Fabbri urged the council at a meeting this week to limit its public discussion of the easements because of the pending litigation.

“Good point,” Henry said.

Will Dillard, who is representing the town, told the court he expects that the town will try again to condemn the easements. Both sides are due to submit proposed orders this week in a second set of suits that the owners filed after the town tried to revise its initial condemnation notice to correct procedural defects.

Stanton hinted to the court that there had been talk of a settlement.

That’s why Holliday and Council Member Guerry Green were opposed to spending money on an ATV for the police department. Both have also said the beach patrol is a disruption.

“We have a $150,000-plus that we know of, and it’s grown by the day, that’s not budgeted,” Holliday said of the legal fees.

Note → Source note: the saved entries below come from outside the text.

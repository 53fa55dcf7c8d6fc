//! Progress reporting capability
//!
//! Long-running operations (opening, clustering, file loading) report their
//! advance through a [`ProgressAdapter`]. Implementations live with the host
//! (a CLI progress bar, a GUI widget); engine code only ever talks to the
//! trait. Reporting is observational: there is no cancellation channel.

/// Observer for long-running operations.
pub trait ProgressAdapter {
    /// Declare how many steps the coming phase will take.
    fn set_range(&mut self, steps: usize);

    /// Report the current step together with a short status message.
    fn update(&mut self, step: usize, message: &str);
}

/// No-op adapter for hosts that do not track progress.
#[derive(Debug, Clone, Copy, Default)]
pub struct NullProgress;

impl ProgressAdapter for NullProgress {
    fn set_range(&mut self, _steps: usize) {}

    fn update(&mut self, _step: usize, _message: &str) {}
}

/// Adapter that records every call, for tests and debugging.
#[derive(Debug, Clone, Default)]
pub struct RecordingProgress {
    /// Ranges declared via `set_range`, in call order
    pub ranges: Vec<usize>,
    /// `(step, message)` pairs in call order
    pub updates: Vec<(usize, String)>,
}

impl ProgressAdapter for RecordingProgress {
    fn set_range(&mut self, steps: usize) {
        self.ranges.push(steps);
    }

    fn update(&mut self, step: usize, message: &str) {
        self.updates.push((step, message.to_string()));
    }
}
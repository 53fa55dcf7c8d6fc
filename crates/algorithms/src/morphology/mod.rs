//! Mathematical morphology on the packed voxel phases
//!
//! Everything here operates on the solid/pore partition of an
//! [`Image`](porovox_core::Image):
//! - **Border classification**: split a phase's boundary voxels into flat
//!   ("surface") and curved ("corner") fronts
//! - **Maximal-ball opening**: assign every pore voxel the diameter of the
//!   largest inscribed sphere that covers it
//! - **Denoising**: one erosion plus one dilation at a fixed diameter to
//!   strip thin spurious solids

mod border;
mod denoise;
mod element;
mod opening;

pub use border::{classify_fronts, Phase};
pub use denoise::{denoise, Denoise, DenoiseParams};
pub use element::{ElementCache, SphereElement};
pub use opening::{open, Open, OpenParams, OpenReport};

The town got a $10,950 bill from Dillard’s law firm, Belser & Belser, for March. That put the town’s legal fees for the year at just over $24,000. Fabbri expects the bill for April will also be around $11,000.

With those kind of unplanned expenses, a business would look at places to defer spending, Green said.

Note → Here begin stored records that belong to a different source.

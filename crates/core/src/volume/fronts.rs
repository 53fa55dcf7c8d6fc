//! Border voxel index lists

/// Output of the front classifier: linear indices of front voxels, split by
/// local geometry.
///
/// `surface` voxels sit on a locally flat boundary (some axis has both
/// immediate neighbors in the opposite phase) and are safe to process with
/// the reduced axis mask; `corner` voxels need the full ball mask.
#[derive(Debug, Clone, Default, PartialEq, Eq)]
pub struct FrontSets {
    pub surface: Vec<u32>,
    pub corner: Vec<u32>,
}

impl FrontSets {
    pub fn new() -> Self {
        Self::default()
    }

    /// Pre-size both lists for an expected front population
    pub fn with_capacity(capacity: usize) -> Self {
        Self {
            surface: Vec::with_capacity(capacity),
            corner: Vec::with_capacity(capacity),
        }
    }

    /// Total front voxels across both sets
    pub fn len(&self) -> usize {
        self.surface.len() + self.corner.len()
    }

    pub fn is_empty(&self) -> bool {
        self.surface.is_empty() && self.corner.is_empty()
    }

    /// Drop the indices but keep the allocations
    pub fn clear(&mut self) {
        self.surface.clear();
        self.corner.clear();
    }
}

#[cfg(test)]
mod tests {
    use super::*;

    #[test]
    fn test_len_and_clear() {
        let mut fronts = FrontSets::with_capacity(8);
        fronts.surface.extend([1, 2, 3]);
        fronts.corner.push(9);
        assert_eq!(fronts.len(), 4);
        assert!(!fronts.is_empty());

        fronts.clear();
        assert!(fronts.is_empty());
        assert!(fronts.surface.capacity() >= 3);
    }
}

Fanning questioned whether a business would defer spending on safety.

“We’re talking about safety of people on the beach; swimmers, missing children, that type of thing,” he said. “I need to know that I’m doing the best I can to make people safe, and this is the tool I need to do it.”

He proposed the smaller ATV.

Holliday asked if there were other places to cut spending.

Fanning said the department had already cut one full-time officer to allow the town to start rebuilding its cash reserve for future beach projects. “We’ve done our part as far as stretching out that budget,” he said.

“There’s the money question. There’s the philosophy question,” Henry said, asking Fanning how important an ATV is to the police department.

“There’s no way we can patrol the beach, especially on the weekends, without an ATV,” Fanning said. If some people find that a disruption to their beach time, he added, “I apologize.”

Council Members Ashley Carter and Sarah Zimmerman said it is important for the police to have a presence on the beach.

Zimmerman recalled a resident questioning the town’s license plate cameras, but said he changed his mind after they helped catch a sex offender.

“You very rarely as council members are going to make decisions that could be, eventually, a life or death decision, and this is one of them,” Fabbri said. “You’re really going to hold off $6,000? Because of what? What are you saving for?”

Henry said the less expensive ATV was a good compromise and joined Carter and Zimmerman in approving the purchase.